Thursday 29 November 2007

SANTA-THE FACTS!!


SANTA…. THE FACTS (ACCORDING TO MISGUIDED SCIENTISTS)


Most years I am asked by at least one child how Santa manages to get all of the presents delivered on time. Every year I come out with more and more fanciful ideas to the solution. Well this year I have done some research. If I’m asked, I can bombard any unsuspecting child with a few statistics that will get their brains ticking over.

Lets start by taking a look at Santa’s mode of transport, -his trusty reindeer. No known species of reindeer can fly. But there are roughly 300,000 species of living organisms yet to be classified. While most of these are insects and germs, this does not rule out flying reindeer -although only Santa (and maybe a few people who have plenty of Christmas spirit have ever seen one)!

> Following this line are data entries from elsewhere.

use std::path::Path;
use std::sync::atomic::{AtomicUsize, Ordering};

use super::types::{OcrEngine, OcrPageResult};
use super::ExtractionError;

/// Bundled Tesseract OCR engine.
/// Only available when compiled with the `ocr` feature flag.
#[cfg(feature = "ocr")]
pub struct BundledTesseract {
    tessdata_dir: Option<std::path::PathBuf>,
    languages: String,
}

#[cfg(feature = "ocr")]
impl BundledTesseract {
    /// Initialize with an optional tessdata directory and a "+"-joined language list.
    ///
    /// With an explicit directory every requested language must have its
    /// `<lang>.traineddata` there. Without one, Tesseract's own lookup
    /// (`TESSDATA_PREFIX`, compiled-in path) is used and checked lazily.
    pub fn new(tessdata_dir: Option<&Path>, languages: &str) -> Result<Self, ExtractionError> {
        if let Some(dir) = tessdata_dir {
            check_traineddata(dir, languages)?;
        }

        tracing::info!(
            languages,
            tessdata = ?tessdata_dir.map(|d| d.display().to_string()),
            "Tesseract OCR engine configured"
        );

        Ok(Self {
            tessdata_dir: tessdata_dir.map(Path::to_path_buf),
            languages: languages.to_string(),
        })
    }
}

#[cfg(feature = "ocr")]
impl OcrEngine for BundledTesseract {
    fn ocr_image(&self, image_bytes: &[u8]) -> Result<OcrPageResult, ExtractionError> {
        let tessdata_str = match self.tessdata_dir {
            Some(ref dir) => Some(
                dir.to_str()
                    .ok_or_else(|| ExtractionError::OcrInit("Invalid tessdata path".into()))?,
            ),
            None => None,
        };

        let tess = tesseract::Tesseract::new(tessdata_str, Some(&self.languages))
            .map_err(|e| ExtractionError::OcrInit(format!("{e:?}")))?;

        let mut tess = tess
            .set_image_from_mem(image_bytes)
            .map_err(|e| ExtractionError::OcrProcessing(format!("{e:?}")))?;

        let text = tess
            .get_text()
            .map_err(|e| ExtractionError::OcrProcessing(format!("{e:?}")))?;

        let confidence = tess.mean_text_conf().max(0) as f32 / 100.0;

        tracing::debug!(
            chars = text.len(),
            confidence,
            "Tesseract recognized image"
        );

        Ok(OcrPageResult { text, confidence })
    }

    fn languages(&self) -> &str {
        &self.languages
    }
}

/// Verify `<lang>.traineddata` exists in `dir` for every language in `languages`.
pub fn check_traineddata(dir: &Path, languages: &str) -> Result<(), ExtractionError> {
    for lang in languages.split('+').filter(|l| !l.is_empty()) {
        if !dir.join(format!("{lang}.traineddata")).exists() {
            return Err(ExtractionError::TessdataNotFound {
                dir: dir.to_path_buf(),
                lang: lang.to_string(),
            });
        }
    }
    Ok(())
}

/// Stand-in engine when OCR cannot run (feature disabled or init failure).
/// Digital PDFs still work; any page that needs OCR fails with the stored reason.
pub struct UnavailableOcrEngine {
    reason: String,
    languages: String,
}

impl UnavailableOcrEngine {
    pub fn new(reason: impl Into<String>, languages: &str) -> Self {
        Self {
            reason: reason.into(),
            languages: languages.to_string(),
        }
    }
}

impl OcrEngine for UnavailableOcrEngine {
    fn ocr_image(&self, _image_bytes: &[u8]) -> Result<OcrPageResult, ExtractionError> {
        Err(ExtractionError::OcrInit(self.reason.clone()))
    }

    fn languages(&self) -> &str {
        &self.languages
    }
}

/// Build the production OCR engine, degrading to [`UnavailableOcrEngine`].
pub fn build_ocr_engine(
    tessdata_dir: Option<&Path>,
    languages: &str,
) -> Box<dyn OcrEngine + Send + Sync> {
    #[cfg(feature = "ocr")]
    {
        match BundledTesseract::new(tessdata_dir, languages) {
            Ok(engine) => Box::new(engine),
            Err(e) => {
                tracing::warn!(error = %e, "OCR unavailable, scanned pages will fail");
                Box::new(UnavailableOcrEngine::new(e.to_string(), languages))
            }
        }
    }

    #[cfg(not(feature = "ocr"))]
    {
        let _ = tessdata_dir;
        tracing::warn!("Built without the `ocr` feature, scanned pages will fail");
        Box::new(UnavailableOcrEngine::new(
            "OCR support is not compiled in (rebuild with --features ocr)",
            languages,
        ))
    }
}

/// Mock OCR engine for unit testing without Tesseract.
///
/// Returns its responses in rotation and counts calls.
pub struct MockOcrEngine {
    responses: Vec<String>,
    confidence: f32,
    fail: bool,
    calls: AtomicUsize,
}

impl MockOcrEngine {
    pub fn new(text: &str, confidence: f32) -> Self {
        Self::with_responses(&[text], confidence)
    }

    pub fn with_responses(responses: &[&str], confidence: f32) -> Self {
        Self {
            responses: responses.iter().map(|r| r.to_string()).collect(),
            confidence,
            fail: false,
            calls: AtomicUsize::new(0),
        }
    }

    /// An engine whose every call fails with `OcrProcessing`.
    pub fn failing() -> Self {
        Self {
            fail: true,
            ..Self::with_responses(&[], 0.0)
        }
    }

    pub fn call_count(&self) -> usize {
        self.calls.load(Ordering::SeqCst)
    }
}

impl OcrEngine for MockOcrEngine {
    fn ocr_image(&self, _image_bytes: &[u8]) -> Result<OcrPageResult, ExtractionError> {
        let call = self.calls.fetch_add(1, Ordering::SeqCst);
        if self.fail {
            return Err(ExtractionError::OcrProcessing("mock engine failure".into()));
        }
        let text = if self.responses.is_empty() {
            String::new()
        } else {
            self.responses[call % self.responses.len()].clone()
        };
        Ok(OcrPageResult {
            text,
            confidence: self.confidence,
        })
    }

    fn languages(&self) -> &str {
        crate::config::DEFAULT_OCR_LANGUAGES
    }
}
//! HTTP surface: the upload page, JSON extraction and .docx download.
//!
//! `app_router()` returns a composable `Router`; `server` binds it and
//! manages the background task.

pub mod endpoints;
pub mod error;
pub mod router;
pub mod server;
pub mod types;

pub use router::app_router;
pub use server::{start_server_on, AppServer, ServerSession};
pub use types::AppState;
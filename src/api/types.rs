//! Shared state for the HTTP layer.

use std::path::PathBuf;
use std::sync::Arc;

use crate::pipeline::extraction::types::TextExtractor;

/// Shared context for all routes. Cheap to clone.
#[derive(Clone)]
pub struct AppState {
    pub extractor: Arc<dyn TextExtractor + Send + Sync>,
    /// Parent directory for request workspaces.
    pub work_root: PathBuf,
    pub ocr_languages: String,
    pub max_upload_bytes: usize,
}

impl AppState {
    pub fn new(
        extractor: Arc<dyn TextExtractor + Send + Sync>,
        work_root: PathBuf,
        ocr_languages: impl Into<String>,
        max_upload_bytes: usize,
    ) -> Self {
        Self {
            extractor,
            work_root,
            ocr_languages: ocr_languages.into(),
            max_upload_bytes,
        }
    }
}
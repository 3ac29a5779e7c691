//! Upload processing: stage → detect → extract, inside a request workspace.
//!
//! Blocking. Callers on the async side run it through `spawn_blocking`.

use std::path::Path;

use serde::Serialize;

use crate::pipeline::export::ExportError;
use crate::pipeline::extraction::types::{ExtractedText, TextExtractor};
use crate::pipeline::extraction::ExtractionError;
use crate::pipeline::import::format::{
    detect_format, guess_mime_from_name, sanitize_filename, validate_upload, FormatDetection,
};
use crate::pipeline::import::staging::RequestWorkspace;
use crate::pipeline::import::ImportError;

/// Errors that can occur while turning an upload into text or a document.
#[derive(Debug, thiserror::Error)]
pub enum ProcessingError {
    #[error("Import failed: {0}")]
    Import(#[from] ImportError),

    #[error("Extraction failed: {0}")]
    Extraction(#[from] ExtractionError),

    #[error("Export failed: {0}")]
    Export(#[from] ExportError),

    #[error("No text could be extracted from the file")]
    NoText,
}

/// A file received from the client, fully buffered.
#[derive(Debug, Clone)]
pub struct UploadedFile {
    pub file_name: String,
    /// Content type sent with the upload, if any.
    pub declared_mime: Option<String>,
    pub bytes: Vec<u8>,
}

impl UploadedFile {
    pub fn new(file_name: impl Into<String>, bytes: Vec<u8>) -> Self {
        Self {
            file_name: file_name.into(),
            declared_mime: None,
            bytes,
        }
    }

    pub fn with_declared_mime(mut self, mime: impl Into<String>) -> Self {
        self.declared_mime = Some(mime.into());
        self
    }

    /// Declared type, falling back to a guess from the file extension.
    fn effective_declared_mime(&self) -> Option<String> {
        self.declared_mime
            .clone()
            .filter(|m| !m.trim().is_empty() && m != "application/octet-stream")
            .or_else(|| guess_mime_from_name(&self.file_name))
    }
}

/// Outcome of a successful extraction.
#[derive(Debug, Clone, Serialize)]
pub struct ProcessedUpload {
    pub file_name: String,
    pub format: FormatDetection,
    pub extracted: ExtractedText,
}

/// Extract the text of one upload.
///
/// The upload is staged in a fresh workspace under `work_root`; that
/// workspace is gone by the time this returns, on success or failure.
pub fn process_upload(
    extractor: &dyn TextExtractor,
    work_root: &Path,
    upload: &UploadedFile,
    max_upload_bytes: usize,
) -> Result<ProcessedUpload, ProcessingError> {
    let file_name = sanitize_filename(&upload.file_name);
    let declared = upload.effective_declared_mime();
    let format = detect_format(&upload.bytes, declared.as_deref());
    validate_upload(&format, max_upload_bytes)?;

    tracing::info!(
        file_name = %file_name,
        mime_type = %format.mime_type,
        category = format.category.as_str(),
        size = format.file_size_bytes,
        "Processing upload"
    );

    let workspace = RequestWorkspace::create(work_root)?;
    let staged_path = workspace.stage(&file_name, &upload.bytes)?;

    let extracted = extractor.extract_file(&staged_path, &format)?;

    if let Err(e) = workspace.close() {
        tracing::warn!(error = %e, "Failed to remove request workspace");
    }

    // Whitespace-only output (e.g. OCR of blank scans) counts as nothing found
    if extracted.text.trim().is_empty() {
        return Err(ProcessingError::NoText);
    }

    Ok(ProcessedUpload {
        file_name,
        format,
        extracted,
    })
}

#[cfg(test)]
mod tests {
    use super::*;
    use crate::pipeline::extraction::ocr::MockOcrEngine;
    use crate::pipeline::extraction::orchestrator::DocumentExtractor;
    use crate::pipeline::extraction::pdf::PdfTextExtractor;
    use crate::pipeline::extraction::pdfium::MockPdfPageRenderer;
    use crate::pipeline::extraction::test_support::{jpeg_bytes, make_pdf, png_bytes, TestPage};
    use crate::pipeline::extraction::types::DocumentKind;
    use crate::pipeline::import::format::FileCategory;

    const MAX: usize = 10 * 1024 * 1024;

    fn extractor(ocr: MockOcrEngine) -> DocumentExtractor {
        DocumentExtractor::new(
            Box::new(ocr),
            Box::new(PdfTextExtractor),
            Box::new(MockPdfPageRenderer::new(16)),
        )
    }

    fn assert_root_empty(root: &Path) {
        let left: Vec<_> = std::fs::read_dir(root).unwrap().collect();
        assert!(left.is_empty(), "work root not cleaned up: {left:?}");
    }

    #[test]
    fn digital_pdf_extracts_and_cleans_up() {
        let root = tempfile::tempdir().unwrap();
        let pdf = make_pdf(&[TestPage::Text("Nguyen Van A"), TestPage::Text("Rust Engineer")]);
        let upload = UploadedFile::new("cv.pdf", pdf).with_declared_mime("application/pdf");

        let processed =
            process_upload(&extractor(MockOcrEngine::new("unused", 0.9)), root.path(), &upload, MAX)
                .unwrap();

        assert_eq!(processed.file_name, "cv.pdf");
        assert_eq!(processed.format.category, FileCategory::Pdf);
        assert_eq!(processed.extracted.kind, DocumentKind::Pdf);
        assert!(processed.extracted.text.contains("Nguyen Van A"));
        assert!(processed.extracted.text.contains("Rust Engineer"));
        assert!(processed.extracted.text.ends_with('\n'));
        assert_root_empty(root.path());
    }

    #[test]
    fn scanned_page_uses_ocr() {
        let root = tempfile::tempdir().unwrap();
        let pdf = make_pdf(&[TestPage::Text("Hello"), TestPage::Image]);
        let upload = UploadedFile::new("scan.pdf", pdf);

        let processed =
            process_upload(&extractor(MockOcrEngine::new("World", 0.8)), root.path(), &upload, MAX)
                .unwrap();

        assert!(processed.extracted.text.ends_with("World\n"));
        assert_eq!(processed.extracted.ocr_page_count(), 1);
        assert_root_empty(root.path());
    }

    #[test]
    fn png_and_jpeg_are_ocred_verbatim() {
        let root = tempfile::tempdir().unwrap();
        let ex = extractor(MockOcrEngine::new("Tran Thi B", 0.9));

        for (name, bytes) in [("cv.png", png_bytes()), ("cv.jpg", jpeg_bytes())] {
            let processed =
                process_upload(&ex, root.path(), &UploadedFile::new(name, bytes), MAX).unwrap();
            assert_eq!(processed.extracted.text, "Tran Thi B");
            assert_eq!(processed.format.category, FileCategory::Image);
        }
        assert_root_empty(root.path());
    }

    #[test]
    fn corrupt_pdf_fails_and_cleans_up() {
        let root = tempfile::tempdir().unwrap();
        let upload = UploadedFile::new("broken.pdf", b"%PDF-1.4\nnot really a pdf".to_vec());

        let err = process_upload(&extractor(MockOcrEngine::new("x", 0.9)), root.path(), &upload, MAX)
            .unwrap_err();

        assert!(matches!(err, ProcessingError::Extraction(_)));
        assert_root_empty(root.path());
    }

    #[test]
    fn ocr_failure_fails_and_cleans_up() {
        let root = tempfile::tempdir().unwrap();
        let upload = UploadedFile::new("cv.png", png_bytes());

        let err = process_upload(&extractor(MockOcrEngine::failing()), root.path(), &upload, MAX)
            .unwrap_err();

        assert!(matches!(
            err,
            ProcessingError::Extraction(ExtractionError::OcrProcessing(_))
        ));
        assert_root_empty(root.path());
    }

    #[test]
    fn unsupported_type_rejected() {
        let root = tempfile::tempdir().unwrap();
        let upload = UploadedFile::new("cv.docx", b"PK\x03\x04....".to_vec());

        let err = process_upload(&extractor(MockOcrEngine::new("x", 0.9)), root.path(), &upload, MAX)
            .unwrap_err();

        assert!(matches!(
            err,
            ProcessingError::Import(ImportError::UnsupportedFormat(_))
        ));
        assert_root_empty(root.path());
    }

    #[test]
    fn oversized_upload_rejected() {
        let root = tempfile::tempdir().unwrap();
        let upload = UploadedFile::new("cv.png", png_bytes());

        let err = process_upload(&extractor(MockOcrEngine::new("x", 0.9)), root.path(), &upload, 16)
            .unwrap_err();

        assert!(matches!(err, ProcessingError::Import(ImportError::FileTooLarge { .. })));
        assert_root_empty(root.path());
    }

    #[test]
    fn rejected_upload_is_never_written() {
        let base = tempfile::tempdir().unwrap();
        let root = base.path().join("work");
        let ext = extractor(MockOcrEngine::new("x", 0.9));

        let empty = UploadedFile::new("cv.pdf", Vec::new());
        let unsupported = UploadedFile::new("cv.docx", b"PK\x03\x04....".to_vec());
        let oversized = UploadedFile::new("cv.png", png_bytes());

        assert!(process_upload(&ext, &root, &empty, MAX).is_err());
        assert!(process_upload(&ext, &root, &unsupported, MAX).is_err());
        assert!(process_upload(&ext, &root, &oversized, 16).is_err());
        assert!(!root.exists());
    }

    #[test]
    fn blank_result_is_no_text() {
        let root = tempfile::tempdir().unwrap();
        let pdf = make_pdf(&[TestPage::Image, TestPage::Blank]);
        let upload = UploadedFile::new("blank.pdf", pdf);

        let err = process_upload(&extractor(MockOcrEngine::new("", 0.0)), root.path(), &upload, MAX)
            .unwrap_err();

        assert!(matches!(err, ProcessingError::NoText));
        assert_eq!(err.to_string(), "No text could be extracted from the file");
        assert_root_empty(root.path());
    }

    #[test]
    fn file_name_is_sanitized() {
        let root = tempfile::tempdir().unwrap();
        let upload = UploadedFile::new("../../etc/cv.png", png_bytes());

        let processed =
            process_upload(&extractor(MockOcrEngine::new("text", 0.9)), root.path(), &upload, MAX)
                .unwrap();

        assert_eq!(processed.file_name, "cv.png");
    }

    #[test]
    fn declared_mime_falls_back_to_extension() {
        let upload = UploadedFile::new("cv.pdf", vec![]);
        assert_eq!(upload.effective_declared_mime().as_deref(), Some("application/pdf"));

        let upload = UploadedFile::new("cv.pdf", vec![]).with_declared_mime("application/octet-stream");
        assert_eq!(upload.effective_declared_mime().as_deref(), Some("application/pdf"));

        let upload = UploadedFile::new("cv", vec![]).with_declared_mime("image/png");
        assert_eq!(upload.effective_declared_mime().as_deref(), Some("image/png"));
    }
}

Lets get down to the facts… There are two billion children (small people under the age of 18) in the world. But since Santa doesn't (appear to) handle most non-Christian children, this reduces the workload to about 15 per cent of the total (roughly 378 million according to the Global Population Count). At a rate of say, 3.5 children per household, that's 91.8 million homes. One presumes there's at least one good child in each. Santa has 31 hours of Christmas to work with, thanks to the different time zones and the rotation of the earth, assuming he travels east to west. That's 822.6 visits per second. For each eligible household, Santa has 1/1000th of a second to park the sleigh, jump down the chimney, fill the stockings, put presents under the tree, eat any snacks, kiss mother when available, get back up the chimney, hop in the sleigh and move on. Assuming each of these 91.8 million stops are evenly distributed around the earth, we're now talking about 0.78 miles per household - a total trip of 75.5 million miles, not counting stops to let Santa and the reindeer do what most of us must do at least once every 31 hours.

This means Santa's sleigh moves at 650 miles per second, or 3,000 times the speed of sound. The fastest person-made vehicle, the Ulysses space probe moves at a poky 27.4 miles a second (a conventional reindeer, by the way, can run 15 miles per hour at a strong gallop). Assuming each child gets nothing more that a medium-sized Lego set (two pounds), the sleigh is carrying 321,300 tons, not counting overweight Santa. Conventional reindeer can pull no more than 300 pounds. Even granting flying reindeer could pull 10 times the normal amount, Santa would need 214,200 reindeer. This increases the payload (not counting the sleigh) to 353,430 tons, or four times the weight of the Queen Elizabeth II. 353,000 tons travelling at 650 miles a second creates enormous air resistance, which would heat the reindeer to incandescence in the same fashion as spacecraft or meteors entering the earth's atmosphere.


The lead pair of reindeer will absorb 14.3 quintillion joules of energy per second. In short, they will burst into flames almost instantaneously, exposing the reindeer behind them and creating deafening sonic booms. The entire team will be vaporized within 4.26 thousandths of a second. Santa, meanwhile, will be subjected to centrifugal forces of 17,500.06 gravities. A 250-pound Santa (a wee bit underestimated) would be pinned to the back of his sleigh by 4,315,015 pounds of force. An eminent scientist who collated some of the fascinating facts about Santa concluded "If Santa DID deliver presents on any Christmas Eve, he's dead now."


So what do scientists know –ask any child and they will tell you that Santa is magic!